| Printed-Part Metric (Industrial FFF Reference) | On-Edge (XZ) | Upright (ZX) | Test Standard | What It Changes In Real Prints |
|---|---|---|---|---|
| Glass Transition, Tg (°C) | 101 | ASTM D7426 | Past Tg, stiff parts start to soften; think car dashboards, warm enclosures, and snug press-fits. | |
| Heat Deflection @ 66 psi (°C) | 102.8 | 101.5 | ASTM D648 (Method B) | Good clue for heat-shape stability under light load (not a “melting point” number). |
| Tensile Yield Strength (MPa) | 26.0 | 23.5 | ASTM D638 | Shows print-direction dependence; upright walls can yield earlier if layers are the weak link. |
| Elastic Modulus (GPa) | 1.98 | 1.93 | ASTM D638 | How “springy” the part feels; helpful for clips, snap details, and vibration response. |
| Elongation @ Break (%) | 8.7 | 2.8 | ASTM D638 | Layer stacking matters: flat or on-edge prints often survive bending better than tall, upright ones. |
| Notched Izod Impact (J/m) | 74.7 | 44.6 | ASTM D256 / D4812 | HIPS earns its name on impact; orientation still changes how cracks travel. |
| Unnotched Impact (J/m) | 827 | 132 | ASTM D256 / D4812 | Big gap between orientations—great reminder that anisotropy is real in FFF. |
These values are typical results from printed specimens and are best used as a reference baseline for how HIPS behaves when layered. [a]

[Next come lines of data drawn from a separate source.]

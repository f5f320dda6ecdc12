//! Local git repositories for `git_clone` tests.
//!
//! `git ls-remote` accepts a plain directory path as the remote, so a
//! repository created here stands in for a hosted one.

use anyhow::{Context, Result, bail};
use std::path::PathBuf;
use std::process::Command;

/// A git repository in a test directory.
pub struct TestGit {
    repo_path: PathBuf,
}

impl TestGit {
    fn run(&self, args: &[&str], action: &str) -> Result<std::process::Output> {
        let output = Command::new("git")
            .args(args)
            .current_dir(&self.repo_path)
            .output()
            .with_context(|| action.to_string())?;

        if !output.status.success() {
            bail!("{} failed: {}", action, String::from_utf8_lossy(&output.stderr));
        }

        Ok(output)
    }

    /// Wrap an existing directory.
    pub fn new(repo_path: impl Into<PathBuf>) -> Self {
        Self {
            repo_path: repo_path.into(),
        }
    }

    /// Create a repository with one commit on `branch` and return it.
    pub fn with_branch(repo_path: impl Into<PathBuf>, branch: &str) -> Result<Self> {
        let git = Self::new(repo_path);
        std::fs::create_dir_all(&git.repo_path)?;
        git.run(&["init", "--initial-branch", branch], "Failed to initialize git repository")?;
        git.config_user()?;
        git.commit_file("README", "initial\n", "Initial commit")?;
        Ok(git)
    }

    /// Configure a local identity so commits work on bare CI machines.
    pub fn config_user(&self) -> Result<()> {
        self.run(&["config", "user.email", "test@deps-pin.example"], "Failed to configure git user email")?;
        self.run(&["config", "user.name", "Test User"], "Failed to configure git user name")?;
        self.run(&["config", "commit.gpgsign", "false"], "Failed to disable commit signing")?;
        Ok(())
    }

    /// Write a file and commit it.
    pub fn commit_file(&self, name: &str, content: &str, message: &str) -> Result<()> {
        std::fs::write(self.repo_path.join(name), content)?;
        self.run(&["add", name], "Failed to add file to git")?;
        self.run(&["commit", "-m", message], "Failed to create git commit")?;
        Ok(())
    }

    /// Create and check out a branch at the current commit.
    pub fn create_branch(&self, branch: &str) -> Result<()> {
        self.run(&["checkout", "-b", branch], &format!("Failed to create branch: {branch}"))?;
        Ok(())
    }

    /// Full hash of HEAD.
    pub fn head_sha(&self) -> Result<String> {
        let output = self.run(&["rev-parse", "HEAD"], "Failed to get current commit SHA")?;
        Ok(String::from_utf8_lossy(&output.stdout).trim().to_string())
    }

    /// Remote URL string for specs.
    pub fn url(&self) -> String {
        self.repo_path.display().to_string()
    }
}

HIPS filament is often introduced as “that soluble support for ABS,” yet it’s a full material family with its own feel, quirks, and strengths. The big idea: it’s a styrenic plastic that prints like a workhorse, can be post-processed cleanly, and—when you want it to—can disappear from complex geometries without chisels or sanding scars.
Table of Contents
🧪 What HIPS Is
HIPS stands for High-Impact Polystyrene: a polystyrene base toughened by rubbery modifiers so it snaps less and absorbs knocks better than “plain” polystyrene. In industrial terms, a common approach is blending polystyrene with a small percentage of butadiene rubber to improve impact strength and reduce brittleness. [b]

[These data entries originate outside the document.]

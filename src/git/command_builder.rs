//! Type-safe Git command builder for consistent command execution
//!
//! Only `ls-remote` is needed today, but every git invocation goes through
//! [`GitCommand`] so logging and error mapping stay in one place.

use std::process::Stdio;
use tokio::process::Command;

use crate::core::PinError;

/// Builder for a single git invocation with captured output.
///
/// # Examples
///
/// ```rust,no_run
/// use deps_pin::git::command_builder::GitCommand;
///
/// # async fn example() -> Result<(), deps_pin::core::PinError> {
/// let heads = GitCommand::ls_remote("https://example.com/repo.git", "refs/heads/main")
///     .with_context("checking v8")
///     .execute_stdout()
///     .await?;
/// # Ok(())
/// # }
/// ```
#[derive(Debug, Default)]
pub struct GitCommand {
    /// Arguments passed to git, in order
    args: Vec<String>,

    /// Environment variables set for the git process
    env_vars: Vec<(String, String)>,

    /// Optional context string for log lines
    context: Option<String>,
}

impl GitCommand {
    /// Creates an empty command.
    pub fn new() -> Self {
        Self::default()
    }

    /// Adds a single argument.
    pub fn arg(mut self, arg: impl Into<String>) -> Self {
        self.args.push(arg.into());
        self
    }

    /// Adds multiple arguments.
    pub fn args<I, S>(mut self, args: I) -> Self
    where
        I: IntoIterator<Item = S>,
        S: Into<String>,
    {
        self.args.extend(args.into_iter().map(Into::into));
        self
    }

    /// Sets an environment variable for this invocation only.
    pub fn env(mut self, key: impl Into<String>, value: impl Into<String>) -> Self {
        self.env_vars.push((key.into(), value.into()));
        self
    }

    /// Attaches a context string shown in debug logs.
    pub fn with_context(mut self, context: impl Into<String>) -> Self {
        self.context = Some(context.into());
        self
    }

    /// Arguments as they will be passed to git.
    pub fn arguments(&self) -> &[String] {
        &self.args
    }

    /// Runs the command and returns its output; non-zero exit is an error.
    pub async fn execute(self) -> Result<GitCommandOutput, PinError> {
        let start = std::time::Instant::now();
        let operation = self.args.first().cloned().unwrap_or_else(|| "unknown".to_string());

        if let Some(ref ctx) = self.context {
            tracing::debug!(target: "git", "({}) Executing command: git {}", ctx, self.args.join(" "));
        } else {
            tracing::debug!(target: "git", "Executing command: git {}", self.args.join(" "));
        }

        let mut cmd = Command::new("git");
        cmd.args(&self.args).stdin(Stdio::null()).stdout(Stdio::piped()).stderr(Stdio::piped());
        for (key, value) in &self.env_vars {
            tracing::trace!(target: "git", "Setting env var: {}={}", key, value);
            cmd.env(key, value);
        }

        let output = cmd.output().await.map_err(|e| PinError::GitCommandError {
            operation: operation.clone(),
            stderr: format!("failed to run git: {e}"),
        })?;

        let stdout = String::from_utf8_lossy(&output.stdout).to_string();
        let stderr = String::from_utf8_lossy(&output.stderr).to_string();

        if !output.status.success() {
            tracing::debug!(
                target: "git",
                "Command failed with exit code: {:?}",
                output.status.code()
            );
            return Err(PinError::GitCommandError {
                operation,
                stderr: if stderr.is_empty() {
                    stdout
                } else {
                    stderr
                },
            });
        }

        if !stderr.is_empty() {
            tracing::debug!(target: "git", "{}", stderr.trim());
        }
        tracing::debug!(
            target: "git::perf",
            "Git {} took {}ms",
            operation,
            start.elapsed().as_millis()
        );

        Ok(GitCommandOutput {
            stdout,
        })
    }

    /// Runs the command and returns trimmed stdout.
    pub async fn execute_stdout(self) -> Result<String, PinError> {
        let output = self.execute().await?;
        Ok(output.stdout.trim().to_string())
    }
}

/// Captured output of a successful git invocation.
#[derive(Debug)]
pub struct GitCommandOutput {
    /// Standard output
    pub stdout: String,
}

impl GitCommand {
    /// `git ls-remote <url> <pattern>` without credential prompts.
    pub fn ls_remote(url: &str, pattern: &str) -> Self {
        Self::new().args(["ls-remote", url, pattern]).env("GIT_TERMINAL_PROMPT", "0")
    }
}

In filament form, that chemistry tends to translate into a material that feels rigid but not glassy. It sands well, takes paint nicely, and can be tuned for either “model material” behavior or “support material” behavior depending on how you slice it.
- Polymer family: styrenics (same broad neighborhood as ABS/ASA, with different balance points)
- Texture & finish: typically matte to satin; hides small layer lines better than very glossy plastics
- Strength profile: “good-enough” tensile numbers, stronger personality in impact and dimensional stability
- Support identity: can be removed mechanically, and can also be removed by solvent methods when you design for it
🧩 Why Supports Work
The core “magic trick” is that polystyrene has strong interactions with certain solvents, and d-limonene is a documented solvent environment for polystyrene chains. That’s the chemical doorway that makes soluble support workflows possible with HIPS. [d]
In practical printing terms, HIPS supports are most valuable when the geometry punishes manual removal:
- Internal channels: fluid paths, ducts, labyrinths, and curved tunnels that you can’t reach with pliers
- Delicate surfaces: thin ribs, fine typography, and sculpted faces where breakaway supports leave scars
- Overhang stacks: multiple ceilings over multiple cavities, where traditional supports become a puzzle box
Support success with HIPS is less about “a special filament” and more about designing the interface: give the main model a predictable contact pattern, keep solvent access in mind, and avoid sealing HIPS inside a watertight cavity.
🔁 Behavior While Printing
A useful resin-grade reference point (not a promise for every spool):
- Density: 1.04 g/cm³
- Water absorption: < 0.1%
- Moulding shrinkage: 0.4–0.7%
These numbers are typical values from a commercial high-impact polystyrene grade and help explain why HIPS often feels dimensionally calm compared to more warp-prone plastics. [f]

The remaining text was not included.